Monday, November 19, 2012

No Defense Of The Indefensible

There's a huge difference between Israel's right to defend itself (which Palestinians in Gaza never seem to be entitled to) and what the son of former Israeli PM Ariel Sharon wants to do.  Maj. Gilad Sharon took to the Jerusalem Post with this missive:

The desire to prevent harm to innocent civilians in Gaza will ultimately lead to harming the truly innocent: the residents of southern Israel. The residents of Gaza are not innocent, they elected Hamas. The Gazans aren’t hostages; they chose this freely, and must live with the consequences.
[...]
We need to flatten entire neighborhoods in Gaza. Flatten all of Gaza. The Americans didn’t stop with Hiroshima – the Japanese weren’t surrendering fast enough, so they hit Nagasaki, too.
There should be no electricity in Gaza, no gasoline or moving vehicles, nothing. Then they’d really call for a ceasefire.
Were this to happen, the images from Gaza might be unpleasant – but victory would be swift, and the lives of our soldiers and civilians spared.
If the government isn’t prepared to go all the way on this, it will mean reoccupying the entire Gaza Strip. Not a few neighborhoods in the suburbs, as with Cast Lead, but the entire Strip, like in Defensive Shield, so that rockets can no longer be fired.
There is no middle path here – either the Gazans and their infrastructure are made to pay the price, or we reoccupy the entire Gaza Strip.
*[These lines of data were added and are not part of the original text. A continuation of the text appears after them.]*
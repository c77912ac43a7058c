use super::error::ApiError;
use super::model::{HealthResponse, ShortenRequest};
use super::state::AppState;
use crate::model::ShortenedUrl;
use axum::extract::rejection::JsonRejection;
use axum::extract::{Path, State};
use axum::http::{header, StatusCode};
use axum::response::{IntoResponse, Response};
use axum::Json;

pub async fn health_handler() -> Json<HealthResponse> {
    Json(HealthResponse { status: "healthy" })
}

pub async fn shorten_handler(
    State(state): State<AppState>,
    request: Result<Json<ShortenRequest>, JsonRejection>,
) -> Result<(StatusCode, Json<ShortenedUrl>), ApiError> {
    let Json(request) = request.map_err(|e| ApiError::invalid_url(e.body_text()))?;
    let outcome = state.service().shorten_url(&request.long_url).await?;
    let status = if outcome.created {
        StatusCode::CREATED
    } else {
        StatusCode::OK
    };
    Ok((status, Json(outcome.url)))
}

pub async fn redirect_handler(
    Path(short_code): Path<String>,
    State(state): State<AppState>,
) -> Result<Response, ApiError> {
    let resolved = state.service().resolve_url(&short_code).await?;
    // 301, not the 308 sent by `Redirect::permanent`.
    Ok((
        StatusCode::MOVED_PERMANENTLY,
        [(header::LOCATION, resolved.long_url)],
    )
        .into_response())
}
There's a term for what Gilad Sharon wants to do here.  It's called "genocide".  That it is coming from an Israeli Jew is no small amount of irony.  When I said in yesterday's podcast that I feared this time would be different, that this time Israel would "go all the way on this" as Sharon so ghoulishly remarks without pity or remorse, this is why I believe it is coming unless there's a surprising and breathtaking turn of events that leads to a cease fire.

I hope for the latter.  I fully expect the former, except this time it will be tens of thousands of Palestinians who will die, along with hundreds of Israelis, before the fighting dies down for a bit.

We'll see.  I am not very optimistic.